Data in this exercise

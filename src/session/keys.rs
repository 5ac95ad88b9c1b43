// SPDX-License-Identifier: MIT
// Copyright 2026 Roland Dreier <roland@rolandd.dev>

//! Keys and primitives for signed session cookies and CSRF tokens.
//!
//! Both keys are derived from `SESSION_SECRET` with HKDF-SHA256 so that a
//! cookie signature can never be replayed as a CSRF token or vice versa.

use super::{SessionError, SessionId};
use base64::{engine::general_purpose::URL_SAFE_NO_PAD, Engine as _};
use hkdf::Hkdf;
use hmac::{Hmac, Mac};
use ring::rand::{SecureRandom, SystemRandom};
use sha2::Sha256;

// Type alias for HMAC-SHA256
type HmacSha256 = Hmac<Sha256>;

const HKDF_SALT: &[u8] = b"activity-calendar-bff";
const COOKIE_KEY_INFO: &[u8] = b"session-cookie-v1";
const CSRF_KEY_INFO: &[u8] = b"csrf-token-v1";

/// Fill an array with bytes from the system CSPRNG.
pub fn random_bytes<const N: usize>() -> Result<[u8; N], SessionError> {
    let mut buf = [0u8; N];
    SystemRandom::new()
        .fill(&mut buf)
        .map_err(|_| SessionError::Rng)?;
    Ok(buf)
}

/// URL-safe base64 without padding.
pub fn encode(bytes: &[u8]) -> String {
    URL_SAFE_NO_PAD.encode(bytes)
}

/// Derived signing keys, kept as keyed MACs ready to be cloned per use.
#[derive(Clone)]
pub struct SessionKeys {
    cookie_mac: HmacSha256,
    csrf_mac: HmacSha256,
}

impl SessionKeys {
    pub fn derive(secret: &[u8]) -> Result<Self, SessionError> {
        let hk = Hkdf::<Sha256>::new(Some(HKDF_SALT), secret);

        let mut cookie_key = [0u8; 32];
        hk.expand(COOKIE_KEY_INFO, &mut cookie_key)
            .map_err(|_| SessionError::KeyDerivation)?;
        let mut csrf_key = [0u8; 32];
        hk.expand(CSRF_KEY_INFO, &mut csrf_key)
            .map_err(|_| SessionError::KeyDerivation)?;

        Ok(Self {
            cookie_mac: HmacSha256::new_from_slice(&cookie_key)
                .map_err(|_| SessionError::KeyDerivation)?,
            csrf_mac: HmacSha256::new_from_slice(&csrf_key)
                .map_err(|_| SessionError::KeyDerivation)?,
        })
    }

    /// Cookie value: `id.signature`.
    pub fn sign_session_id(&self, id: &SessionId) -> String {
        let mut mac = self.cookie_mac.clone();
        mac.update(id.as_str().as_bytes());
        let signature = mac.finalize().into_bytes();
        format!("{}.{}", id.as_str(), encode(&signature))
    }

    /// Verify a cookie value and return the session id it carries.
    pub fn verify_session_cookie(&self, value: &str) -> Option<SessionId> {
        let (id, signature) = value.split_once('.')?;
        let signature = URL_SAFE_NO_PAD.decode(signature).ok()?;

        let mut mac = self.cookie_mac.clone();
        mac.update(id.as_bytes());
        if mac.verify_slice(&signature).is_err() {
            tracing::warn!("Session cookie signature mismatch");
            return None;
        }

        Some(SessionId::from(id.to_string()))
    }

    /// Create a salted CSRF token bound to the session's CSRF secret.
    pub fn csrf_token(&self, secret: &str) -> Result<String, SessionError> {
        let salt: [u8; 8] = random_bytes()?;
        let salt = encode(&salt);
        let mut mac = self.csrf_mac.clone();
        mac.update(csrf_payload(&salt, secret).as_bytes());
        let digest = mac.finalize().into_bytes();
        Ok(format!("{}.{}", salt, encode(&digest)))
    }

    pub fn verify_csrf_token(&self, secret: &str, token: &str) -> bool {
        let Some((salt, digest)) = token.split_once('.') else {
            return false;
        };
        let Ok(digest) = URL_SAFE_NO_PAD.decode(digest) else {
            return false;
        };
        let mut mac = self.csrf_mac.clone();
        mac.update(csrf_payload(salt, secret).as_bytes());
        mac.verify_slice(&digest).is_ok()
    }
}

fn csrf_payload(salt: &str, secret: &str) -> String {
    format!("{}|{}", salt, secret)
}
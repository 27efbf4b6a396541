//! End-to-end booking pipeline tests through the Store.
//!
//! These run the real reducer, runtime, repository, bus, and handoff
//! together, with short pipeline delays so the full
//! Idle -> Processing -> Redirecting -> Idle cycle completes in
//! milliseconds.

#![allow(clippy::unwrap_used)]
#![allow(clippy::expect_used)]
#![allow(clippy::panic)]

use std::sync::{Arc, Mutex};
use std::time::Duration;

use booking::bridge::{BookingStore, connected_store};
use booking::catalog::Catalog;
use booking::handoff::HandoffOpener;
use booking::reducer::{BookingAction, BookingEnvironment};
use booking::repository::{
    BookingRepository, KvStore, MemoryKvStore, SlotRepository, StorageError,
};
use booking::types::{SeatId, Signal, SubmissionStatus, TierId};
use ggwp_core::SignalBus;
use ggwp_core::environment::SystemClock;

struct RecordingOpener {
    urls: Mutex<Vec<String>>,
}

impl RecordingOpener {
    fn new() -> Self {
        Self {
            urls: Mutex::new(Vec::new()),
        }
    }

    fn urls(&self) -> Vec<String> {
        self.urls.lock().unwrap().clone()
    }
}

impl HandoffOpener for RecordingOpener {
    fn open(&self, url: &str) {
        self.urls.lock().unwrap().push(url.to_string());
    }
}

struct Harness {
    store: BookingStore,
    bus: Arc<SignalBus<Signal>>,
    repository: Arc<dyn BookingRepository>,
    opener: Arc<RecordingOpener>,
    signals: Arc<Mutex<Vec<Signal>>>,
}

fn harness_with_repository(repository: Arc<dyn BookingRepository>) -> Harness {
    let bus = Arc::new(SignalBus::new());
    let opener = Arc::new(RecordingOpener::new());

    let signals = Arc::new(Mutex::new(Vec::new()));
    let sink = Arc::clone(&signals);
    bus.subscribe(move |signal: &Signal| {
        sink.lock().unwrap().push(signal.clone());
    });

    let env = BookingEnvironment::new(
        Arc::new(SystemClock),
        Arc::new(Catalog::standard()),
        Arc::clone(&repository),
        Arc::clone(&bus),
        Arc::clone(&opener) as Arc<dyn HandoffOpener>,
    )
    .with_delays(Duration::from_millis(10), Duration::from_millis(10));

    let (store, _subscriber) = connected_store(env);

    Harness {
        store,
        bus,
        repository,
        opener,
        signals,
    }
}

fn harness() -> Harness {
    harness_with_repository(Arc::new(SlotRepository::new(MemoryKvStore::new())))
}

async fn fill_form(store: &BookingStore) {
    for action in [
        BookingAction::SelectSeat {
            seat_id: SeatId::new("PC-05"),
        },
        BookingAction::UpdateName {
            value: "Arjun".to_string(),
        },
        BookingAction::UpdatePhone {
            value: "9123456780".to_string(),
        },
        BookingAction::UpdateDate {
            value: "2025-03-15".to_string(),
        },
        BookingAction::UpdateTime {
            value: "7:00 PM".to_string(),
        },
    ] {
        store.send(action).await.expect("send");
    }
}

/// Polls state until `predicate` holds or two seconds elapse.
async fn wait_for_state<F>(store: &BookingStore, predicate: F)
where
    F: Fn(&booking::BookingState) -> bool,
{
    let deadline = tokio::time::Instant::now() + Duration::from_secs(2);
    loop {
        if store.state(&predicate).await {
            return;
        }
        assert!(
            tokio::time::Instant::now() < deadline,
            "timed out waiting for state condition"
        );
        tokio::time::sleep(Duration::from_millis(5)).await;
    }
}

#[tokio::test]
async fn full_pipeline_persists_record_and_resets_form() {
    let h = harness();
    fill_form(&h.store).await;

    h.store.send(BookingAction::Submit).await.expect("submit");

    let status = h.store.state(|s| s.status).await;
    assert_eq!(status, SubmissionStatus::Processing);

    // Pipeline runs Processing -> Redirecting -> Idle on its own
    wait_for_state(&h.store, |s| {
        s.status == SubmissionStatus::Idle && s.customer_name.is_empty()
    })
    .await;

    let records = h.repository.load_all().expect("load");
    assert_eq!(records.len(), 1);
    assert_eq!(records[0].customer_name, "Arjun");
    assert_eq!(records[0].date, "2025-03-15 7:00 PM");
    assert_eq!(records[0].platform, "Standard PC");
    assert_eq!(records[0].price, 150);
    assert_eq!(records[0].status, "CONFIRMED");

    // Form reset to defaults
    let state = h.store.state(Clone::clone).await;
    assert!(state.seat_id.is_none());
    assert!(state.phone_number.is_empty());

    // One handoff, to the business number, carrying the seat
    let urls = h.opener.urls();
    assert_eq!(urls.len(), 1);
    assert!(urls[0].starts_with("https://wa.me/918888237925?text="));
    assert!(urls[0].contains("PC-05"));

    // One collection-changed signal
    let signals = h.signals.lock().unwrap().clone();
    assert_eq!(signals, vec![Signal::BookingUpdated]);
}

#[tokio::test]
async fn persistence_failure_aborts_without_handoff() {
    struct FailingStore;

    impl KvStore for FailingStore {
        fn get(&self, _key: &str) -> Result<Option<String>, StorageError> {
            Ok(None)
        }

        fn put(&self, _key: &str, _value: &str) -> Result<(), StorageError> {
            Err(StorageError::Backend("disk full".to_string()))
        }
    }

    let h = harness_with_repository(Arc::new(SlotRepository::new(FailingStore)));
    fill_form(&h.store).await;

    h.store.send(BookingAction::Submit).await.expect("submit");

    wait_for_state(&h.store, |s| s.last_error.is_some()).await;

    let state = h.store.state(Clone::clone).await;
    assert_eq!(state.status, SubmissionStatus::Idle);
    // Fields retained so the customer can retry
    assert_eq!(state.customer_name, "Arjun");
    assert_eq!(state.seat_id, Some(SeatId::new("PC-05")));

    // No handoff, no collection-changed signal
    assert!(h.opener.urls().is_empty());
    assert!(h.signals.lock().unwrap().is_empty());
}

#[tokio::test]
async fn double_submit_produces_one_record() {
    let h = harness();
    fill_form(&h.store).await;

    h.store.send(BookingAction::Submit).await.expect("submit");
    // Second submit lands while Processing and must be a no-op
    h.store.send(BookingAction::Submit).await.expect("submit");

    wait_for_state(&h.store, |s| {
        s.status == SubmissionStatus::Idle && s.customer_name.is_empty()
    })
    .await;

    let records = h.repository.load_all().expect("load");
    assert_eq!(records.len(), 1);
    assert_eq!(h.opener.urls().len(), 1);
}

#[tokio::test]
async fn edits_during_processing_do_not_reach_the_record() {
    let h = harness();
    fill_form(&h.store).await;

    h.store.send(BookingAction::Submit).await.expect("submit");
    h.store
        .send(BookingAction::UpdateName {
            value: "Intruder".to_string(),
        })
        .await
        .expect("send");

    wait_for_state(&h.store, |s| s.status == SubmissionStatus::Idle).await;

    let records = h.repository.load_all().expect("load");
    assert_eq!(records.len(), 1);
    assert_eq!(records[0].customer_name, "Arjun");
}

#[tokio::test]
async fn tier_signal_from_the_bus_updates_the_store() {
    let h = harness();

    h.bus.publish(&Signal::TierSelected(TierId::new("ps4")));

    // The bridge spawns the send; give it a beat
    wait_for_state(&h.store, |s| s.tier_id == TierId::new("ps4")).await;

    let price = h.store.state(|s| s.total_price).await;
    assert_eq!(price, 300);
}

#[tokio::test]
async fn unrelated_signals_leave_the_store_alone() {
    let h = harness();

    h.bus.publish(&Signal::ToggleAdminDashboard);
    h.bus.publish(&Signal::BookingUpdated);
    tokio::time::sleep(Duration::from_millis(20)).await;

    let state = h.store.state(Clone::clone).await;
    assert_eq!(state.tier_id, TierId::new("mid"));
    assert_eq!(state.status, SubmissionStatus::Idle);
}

How to complete this task
Your answer should consist of the lines from the line with "let mut buf = [0u8; N];" to the line with "let mut csrf_key = [0u8; 32];" above, repeated exactly, both ends included.

Answer to this exercise
    let mut buf = [0u8; N];
    SystemRandom::new()
        .fill(&mut buf)
        .map_err(|_| SessionError::Rng)?;
    Ok(buf)
}

/// URL-safe base64 without padding.
pub fn encode(bytes: &[u8]) -> String {
    URL_SAFE_NO_PAD.encode(bytes)
}

/// Derived signing keys, kept as keyed MACs ready to be cloned per use.
#[derive(Clone)]
pub struct SessionKeys {
    cookie_mac: HmacSha256,
    csrf_mac: HmacSha256,
}

impl SessionKeys {
    pub fn derive(secret: &[u8]) -> Result<Self, SessionError> {
        let hk = Hkdf::<Sha256>::new(Some(HKDF_SALT), secret);

        let mut cookie_key = [0u8; 32];
        hk.expand(COOKIE_KEY_INFO, &mut cookie_key)
            .map_err(|_| SessionError::KeyDerivation)?;
        let mut csrf_key = [0u8; 32];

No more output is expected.